A Colorado teenager has used 3D printing to create a robotic prosthetic arm that costs less than $500 and is fully functional. At Denver's TedxMileHigh, Easton LaChappelle, 17, demonstrated his robotic arm, and how he constructed it to keep the cost low.

LaChappelle said he came up with the idea for a robotic arm when he was 14, then turned to the Internet to teach himself the engineering and programming skills needed to execute it. When the costs involved in making a full-size arm became too great, LaChappelle looked into 3D printing.

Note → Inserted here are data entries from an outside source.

// SPDX-License-Identifier: BUSL-1.1
// Copyright (c) 2026 Alfred Jean LLC

//! Help and argument validation specs

use crate::prelude::*;

#[test]
fn help_lists_commands() {
    let temp = Project::empty();
    let out = temp.mirage().args(&["--help"]).passes().stdout();

    for command in ["app", "debug", "status", "rollback", "stop", "daemon"] {
        assert!(out.contains(command), "missing {command} in:\n{out}");
    }
}

#[test]
fn version_matches_package() {
    let temp = Project::empty();
    let out = temp.mirage().args(&["--version"]).passes().stdout();

    similar_asserts::assert_eq!(out.trim(), format!("mirage-debug {}", env!("CARGO_PKG_VERSION")));
}

#[test]
fn create_without_build_output_is_a_usage_error() {
    let temp = Project::empty();
    let err = temp.mirage().args(&["app", "create", "demo"]).exits(2).stderr();

    assert!(err.contains("--build-output"), "{err}");
}

#[test]
fn unknown_program_type_is_rejected() {
    let temp = Project::empty();
    let err = temp
        .mirage()
        .args(&["app", "create", "demo", "--build-output", "bin/demo", "--type", "java"])
        .exits(2)
        .stderr();

    assert!(err.contains("unknown ProgramType 'java'"), "{err}");
}
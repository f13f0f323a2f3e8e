// SPDX-License-Identifier: BUSL-1.1
// Copyright (c) 2026 Alfred Jean LLC

//! Listener context over the in-memory fakes.

use std::collections::BTreeMap;
use std::sync::Arc;
use std::time::{Duration, Instant};

use k8s_openapi::api::core::v1::{Container, PodSpec, PodTemplateSpec};
use k8s_openapi::apimachinery::pkg::apis::meta::v1::ObjectMeta;
use mirage_adapters::tools::Delve;
use mirage_adapters::{
    FakeCluster, FakeTunnelDialer, LanguageAdaptors, ToolProvisioner, WorkloadRef,
};
use mirage_core::test_support::{demo_app, demo_local_config};
use mirage_core::{Arch, WorkloadType};
use mirage_engine::{Orchestrator, OrchestratorConfig, OrchestratorDeps};
use mirage_storage::MemoryRegistry;
use tempfile::TempDir;
use tokio::sync::Notify;

use super::ListenCtx;

pub type TestCtx = ListenCtx<FakeCluster, FakeTunnelDialer, MemoryRegistry>;

pub struct Fixture {
    pub ctx: TestCtx,
    pub cluster: FakeCluster,
    pub dialer: FakeTunnelDialer,
    pub registry: MemoryRegistry,
    pub dir: TempDir,
}

pub fn demo_template() -> PodTemplateSpec {
    PodTemplateSpec {
        metadata: Some(ObjectMeta {
            labels: Some(BTreeMap::from([("app".to_string(), "demo".to_string())])),
            ..Default::default()
        }),
        spec: Some(PodSpec {
            containers: vec![Container {
                name: "app".to_string(),
                command: Some(vec!["/server".to_string()]),
                ..Default::default()
            }],
            ..Default::default()
        }),
    }
}

impl Fixture {
    /// Empty registry; deployment `demo` exists; Delve is cached.
    pub fn new() -> Self {
        let dir = tempfile::tempdir().unwrap();
        let tools = ToolProvisioner::new(dir.path().join("debug-tools"));
        let cached = tools.cache_path(&Delve, Arch::Amd64);
        std::fs::create_dir_all(cached.parent().unwrap()).unwrap();
        std::fs::write(&cached, b"dlv").unwrap();
        std::fs::create_dir_all(dir.path().join("work/bin")).unwrap();
        std::fs::write(dir.path().join("work/bin/demo"), b"demo").unwrap();

        let cluster = FakeCluster::new();
        cluster.add_workload(
            WorkloadRef::new("default", WorkloadType::Deployment, "demo"),
            demo_template(),
        );
        let dialer = FakeTunnelDialer::new();
        let registry = MemoryRegistry::new();

        let mut config = OrchestratorConfig::default();
        config.pod_wait.interval = Duration::from_millis(10);
        config.pod_wait.timeout = Duration::from_millis(200);
        config.settle = Duration::from_millis(20);

        let orchestrator = Orchestrator::new(
            OrchestratorDeps {
                cluster: cluster.clone(),
                dialer: dialer.clone(),
                registry: registry.clone(),
                languages: LanguageAdaptors::standard(),
                tools,
            },
            config,
        );
        let ctx = ListenCtx {
            orchestrator: Arc::new(orchestrator),
            shutdown: Arc::new(Notify::new()),
            start_time: Instant::now(),
        };
        Self { ctx, cluster, dialer, registry, dir }
    }

    /// `demo` app building into this fixture's work dir.
    pub fn demo(&self) -> mirage_core::App {
        demo_app("demo").local_config(demo_local_config(self.dir.path().join("work")))
    }
}
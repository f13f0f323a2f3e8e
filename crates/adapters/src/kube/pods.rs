// SPDX-License-Identifier: BUSL-1.1
// Copyright (c) 2026 Alfred Jean LLC

//! Pod location: newest matching pod, and waiting for it to run.

use std::time::Duration;

use k8s_openapi::api::core::v1::Pod;
use tokio::time::Instant;

use super::{Cluster, KubeError};

/// Poll interval and overall deadline for [`wait_for_running`].
#[derive(Debug, Clone, Copy, PartialEq, Eq)]
pub struct PodWait {
    pub interval: Duration,
    pub timeout: Duration,
    /// Sleep one interval before the first poll (a rollout was just triggered).
    pub delay_first_poll: bool,
}

impl Default for PodWait {
    fn default() -> Self {
        Self {
            interval: Duration::from_secs(3),
            timeout: Duration::from_secs(60),
            delay_first_poll: false,
        }
    }
}

/// Most recently created pod that is not terminating.
pub fn newest_pod(pods: Vec<Pod>) -> Option<Pod> {
    pods.into_iter()
        .filter(|p| p.metadata.deletion_timestamp.is_none())
        .max_by_key(|p| p.metadata.creation_timestamp.as_ref().map(|t| t.0))
}

/// Newest pod in `namespace` matching `selector`.
pub async fn find_active_pod<C: Cluster>(
    cluster: &C,
    namespace: &str,
    selector: &str,
) -> Result<Pod, KubeError> {
    let pods = cluster.list_pods(namespace, selector).await?;
    newest_pod(pods).ok_or_else(|| KubeError::NoPodFound { selector: selector.to_string() })
}

/// Poll until the newest matching pod is running; returns its name.
///
/// Each failed poll is remembered. When the deadline passes, the last
/// recorded failure is returned (e.g. an image pull back-off), falling back
/// to [`KubeError::PodWaitTimeout`] only if no poll ever completed.
pub async fn wait_for_running<C: Cluster>(
    cluster: &C,
    namespace: &str,
    selector: &str,
    wait: PodWait,
) -> Result<String, KubeError> {
    let deadline = Instant::now() + wait.timeout;
    let mut last_error = None;

    if wait.delay_first_poll {
        tokio::time::sleep_until(deadline.min(Instant::now() + wait.interval)).await;
    }

    loop {
        match tokio::time::timeout_at(deadline, probe(cluster, namespace, selector)).await {
            Ok(Ok(pod)) => {
                tracing::info!(%namespace, %pod, "pod running");
                return Ok(pod);
            }
            Ok(Err(e)) => {
                tracing::debug!(%namespace, %selector, error = %e, "pod not ready yet");
                last_error = Some(e);
            }
            Err(_) => break,
        }

        let now = Instant::now();
        if now >= deadline {
            break;
        }
        tokio::time::sleep_until(deadline.min(now + wait.interval)).await;
    }

    let err = last_error.unwrap_or(KubeError::PodWaitTimeout(wait.timeout));
    tracing::warn!(%namespace, %selector, error = %err, "gave up waiting for pod");
    Err(err)
}

async fn probe<C: Cluster>(cluster: &C, namespace: &str, selector: &str) -> Result<String, KubeError> {
    let pod = find_active_pod(cluster, namespace, selector).await?;
    let name = pod.metadata.name.clone().unwrap_or_default();
    let status = pod.status.as_ref();
    let phase = status.and_then(|s| s.phase.clone()).unwrap_or_else(|| "Unknown".to_string());
    if phase == "Running" {
        return Ok(name);
    }
    let reason = status
        .and_then(|s| s.container_statuses.as_ref())
        .into_iter()
        .flatten()
        .filter_map(|cs| cs.state.as_ref()?.waiting.as_ref())
        .find_map(|w| match (&w.reason, &w.message) {
            (Some(r), Some(m)) => Some(format!("{r}: {m}")),
            (Some(r), None) => Some(r.clone()),
            (None, m) => m.clone(),
        });
    Err(KubeError::PodNotRunning { pod: name, phase, reason })
}

#[cfg(test)]
#[path = "pods_tests.rs"]
mod tests;
// SPDX-License-Identifier: BUSL-1.1
// Copyright (c) 2026 Alfred Jean LLC

//! Locating and spawning the `mirage-debugd` binary.

use std::os::unix::process::CommandExt;
use std::path::{Path, PathBuf};
use std::process::{Command, Stdio};

use crate::client::ClientError;
use crate::env;

const DAEMON_BINARY: &str = "mirage-debugd";
const STARTUP_MARKER: &str = "Starting daemon";
const FAILURE_MARKER: &str = "Startup failed: ";

/// `MIRAGE_DAEMON_BINARY`, else the binary next to this executable, else `$PATH`.
pub fn find_daemon_binary() -> PathBuf {
    if let Some(path) = env::daemon_binary() {
        return path;
    }
    let sibling = std::env::current_exe()
        .ok()
        .and_then(|exe| exe.parent().map(|dir| dir.join(DAEMON_BINARY)));
    match sibling {
        Some(path) if path.exists() => path,
        _ => PathBuf::from(DAEMON_BINARY),
    }
}

/// Spawn the daemon detached from this process group.
pub fn spawn_background() -> Result<(), ClientError> {
    let binary = find_daemon_binary();
    Command::new(&binary)
        .stdin(Stdio::null())
        .stdout(Stdio::null())
        .stderr(Stdio::null())
        .process_group(0)
        .spawn()
        .map_err(|e| ClientError::DaemonStartFailed(format!("{}: {e}", binary.display())))?;
    Ok(())
}

/// Run the daemon in the foreground, returning its exit status.
pub fn run_foreground() -> std::io::Result<std::process::ExitStatus> {
    Command::new(find_daemon_binary()).status()
}

/// Startup failure recorded in the daemon log, if the last start failed.
pub fn read_startup_error(log_path: &Path) -> Option<String> {
    let log = std::fs::read_to_string(log_path).ok()?;
    parse_startup_error(&log)
}

/// Find the failure reason logged after the most recent startup.
pub fn parse_startup_error(log: &str) -> Option<String> {
    let start = log.rfind(STARTUP_MARKER)?;
    log[start..].lines().find_map(|line| {
        let (_, reason) = line.split_once(FAILURE_MARKER)?;
        line.contains("ERROR").then(|| reason.trim().to_string())
    })
}

#[cfg(test)]
#[path = "daemon_process_tests.rs"]
mod tests;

“So, in the end, I built this robotic arm up to the shoulder, which was extremely strong,” LaChappelle said. “It could toss balls to you, it could shake your hand, it could pretty much do anything a human could if you program it correctly."

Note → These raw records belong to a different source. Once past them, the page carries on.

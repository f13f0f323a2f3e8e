// SPDX-License-Identifier: BUSL-1.1
// Copyright (c) 2026 Alfred Jean LLC

// Allow panic!/unwrap/expect in test code
#![cfg_attr(test, allow(clippy::panic))]
#![cfg_attr(test, allow(clippy::unwrap_used))]
#![cfg_attr(test, allow(clippy::expect_used))]

//! mirage-storage: persistence of app records

mod file;
mod registry;

#[cfg(any(test, feature = "test-support"))]
mod memory;

pub use file::FileRegistry;
pub use registry::{validate_app, AppRegistry, RegistryError};

#[cfg(any(test, feature = "test-support"))]
pub use memory::MemoryRegistry;
// SPDX-License-Identifier: BUSL-1.1
// Copyright (c) 2026 Alfred Jean LLC

//! CLI command implementations

pub mod app;
pub mod daemon;
pub mod debug;
pub mod session;
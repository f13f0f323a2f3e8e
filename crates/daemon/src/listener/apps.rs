// SPDX-License-Identifier: BUSL-1.1
// Copyright (c) 2026 Alfred Jean LLC

//! App registry handlers.

use mirage_adapters::{Cluster, TunnelDialer};
use mirage_core::App;
use mirage_storage::AppRegistry;
use tracing::info;

use super::{registry_error, ListenCtx};
use crate::protocol::Response;

pub(super) fn create<C, D, R>(ctx: &ListenCtx<C, D, R>, app: App) -> Response
where
    C: Cluster,
    D: TunnelDialer,
    R: AppRegistry,
{
    match ctx.orchestrator.registry().create(&app) {
        Ok(()) => {
            info!(app = %app.name, program = %app.program_type, "app created");
            Response::App { app: Box::new(app) }
        }
        Err(e) => registry_error(e),
    }
}

pub(super) fn get<C, D, R>(ctx: &ListenCtx<C, D, R>, name: &str) -> Response
where
    C: Cluster,
    D: TunnelDialer,
    R: AppRegistry,
{
    match ctx.orchestrator.registry().get(name) {
        Ok(app) => Response::App { app: Box::new(app) },
        Err(e) => registry_error(e),
    }
}

pub(super) fn update<C, D, R>(ctx: &ListenCtx<C, D, R>, app: App) -> Response
where
    C: Cluster,
    D: TunnelDialer,
    R: AppRegistry,
{
    match ctx.orchestrator.registry().update(&app) {
        Ok(()) => {
            info!(app = %app.name, "app updated");
            Response::App { app: Box::new(app) }
        }
        Err(e) => registry_error(e),
    }
}

/// Delete the record, then release the app's local port.
///
/// The remote process and the workload are left as they are.
pub(super) async fn delete<C, D, R>(ctx: &ListenCtx<C, D, R>, name: &str) -> Response
where
    C: Cluster,
    D: TunnelDialer,
    R: AppRegistry,
{
    match ctx.orchestrator.registry().delete(name) {
        Ok(app) => {
            let stopped = ctx.orchestrator.stop_session(name).await;
            info!(app = %name, tunnel_stopped = stopped, "app deleted");
            Response::App { app: Box::new(app) }
        }
        Err(e) => registry_error(e),
    }
}

pub(super) fn list<C, D, R>(ctx: &ListenCtx<C, D, R>) -> Response
where
    C: Cluster,
    D: TunnelDialer,
    R: AppRegistry,
{
    match ctx.orchestrator.registry().list() {
        Ok(apps) => Response::Apps { apps },
        Err(e) => registry_error(e),
    }
}
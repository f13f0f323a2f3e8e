// SPDX-License-Identifier: BUSL-1.1
// Copyright (c) 2026 Alfred Jean LLC

//! Registry contract shared by every app store.

use mirage_core::App;
use thiserror::Error;

/// Errors that can occur in registry operations
#[derive(Debug, Error)]
pub enum RegistryError {
    #[error("app '{0}' not found")]
    NotFound(String),
    #[error("app '{0}' already exists")]
    AlreadyExists(String),
    #[error("invalid app: {0}")]
    Invalid(String),
    #[error("IO error: {0}")]
    Io(#[from] std::io::Error),
    #[error("Serialization error: {0}")]
    Json(#[from] serde_json::Error),
}

/// Keyed CRUD store for [`App`] records.
///
/// Writes are whole-record: `update` replaces the stored app wholesale, so
/// callers read-modify-write under their own per-app serialization.
pub trait AppRegistry: Clone + Send + Sync + 'static {
    fn create(&self, app: &App) -> Result<(), RegistryError>;
    fn get(&self, name: &str) -> Result<App, RegistryError>;
    fn update(&self, app: &App) -> Result<(), RegistryError>;
    /// Remove a record, returning what was stored.
    fn delete(&self, name: &str) -> Result<App, RegistryError>;
    /// All apps, sorted by name.
    fn list(&self) -> Result<Vec<App>, RegistryError>;
}

/// Reject records the orchestrator cannot act on.
///
/// Names double as file stems, so they are restricted to
/// `[A-Za-z0-9._-]` and may not start with a dot.
pub fn validate_app(app: &App) -> Result<(), RegistryError> {
    validate_name(&app.name)?;
    let runtime = &app.remote_runtime;
    if runtime.namespace.trim().is_empty() {
        return Err(RegistryError::Invalid("remote_runtime.namespace is empty".into()));
    }
    if runtime.workload_name.trim().is_empty() {
        return Err(RegistryError::Invalid("remote_runtime.workload_name is empty".into()));
    }
    if let Some(local) = &app.local_config {
        if local.build_output.as_os_str().is_empty() {
            return Err(RegistryError::Invalid("local_config.build_output is empty".into()));
        }
    }
    Ok(())
}

pub(crate) fn validate_name(name: &str) -> Result<(), RegistryError> {
    if name.is_empty() {
        return Err(RegistryError::Invalid("name is empty".into()));
    }
    if name.starts_with('.') {
        return Err(RegistryError::Invalid(format!("name '{name}' may not start with '.'")));
    }
    if let Some(c) = name.chars().find(|c| !(c.is_ascii_alphanumeric() || matches!(c, '-' | '_' | '.'))) {
        return Err(RegistryError::Invalid(format!("name '{name}' contains '{c}'")));
    }
    Ok(())
}

#[cfg(test)]
#[path = "registry_tests.rs"]
mod tests;
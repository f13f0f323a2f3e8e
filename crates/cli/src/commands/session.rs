// SPDX-License-Identifier: BUSL-1.1
// Copyright (c) 2026 Alfred Jean LLC

//! `mirage-debug status|rollback|stop` - Per-app session commands

use anyhow::Result;

use crate::client::DaemonClient;
use crate::exit_error::ExitError;
use crate::output::{format_or_json, print_status, OutputFormat};

pub async fn status(app: String, format: OutputFormat) -> Result<()> {
    let client = DaemonClient::connect_or_start().await.map_err(ExitError::from)?;
    let status = client.app_status(&app).await.map_err(ExitError::from)?;
    print_status(format, &status)
}

/// Restore the workload's pre-debug template. The tunnel is left running.
pub async fn rollback(app: String, format: OutputFormat) -> Result<()> {
    let client = DaemonClient::connect_or_start().await.map_err(ExitError::from)?;
    let status = client.rollback(&app).await.map_err(ExitError::from)?;
    if format == OutputFormat::Text {
        println!("Workload for '{app}' restored");
    }
    print_status(format, &status)
}

pub async fn stop(app: String, format: OutputFormat) -> Result<()> {
    let client = DaemonClient::connect().map_err(ExitError::from)?;
    let existed = client.stop_session(&app).await.map_err(ExitError::from)?;
    let obj = serde_json::json!({ "app": &app, "stopped": existed });
    format_or_json(format, &obj, || {
        if existed {
            println!("Tunnel for '{app}' stopped");
        } else {
            println!("No tunnel running for '{app}'");
        }
    })
}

LaChappelle entered his robotic arm in the Colorado Science and Engineering Fair, where he met a 7-year-old girl with a prosthetic arm that cost $80,000. LaChappelle decided to add a control system to the robotic arm and direct his fun project toward helping people.

Instead of neural sensors implanted in a spinal cord, LaChappelle wanted a control system that was external so it could be taken on and off. LaChappelle’s prosthetic arm is controlled with an electroencephalographic headband, which can read about 10 different channels of the brain and communicate with the arm wirelessly via Bluetooth technology.

LaChappelle said 3D printing was essential not only in building custom gears and prototypes at comparatively low cost but also in allowing him to construct a prosthetic arm that looks relatively organic. LaChappelle used acetone vapor on the 3D-printed hand to give it a clean, glossy finish.

LaChappelle’s work with the 3D-printed prosthetic arm landed him a job working at NASA on the Robonaut team. He's now engaged in producing a set of robotic legs for a classmate who can’t walk.

Advances in 3D printing technology are making huge waves for people with disabilities. At a recent Wearable Technology Conference in New York, a hat designed to help a person with hearing loss won recognition as the best in show, while 3D printing was also used to produce a prosthetic foot for a duck. In Europe, a set of robotic legs became the first robotic apparatus approved as a medical device there.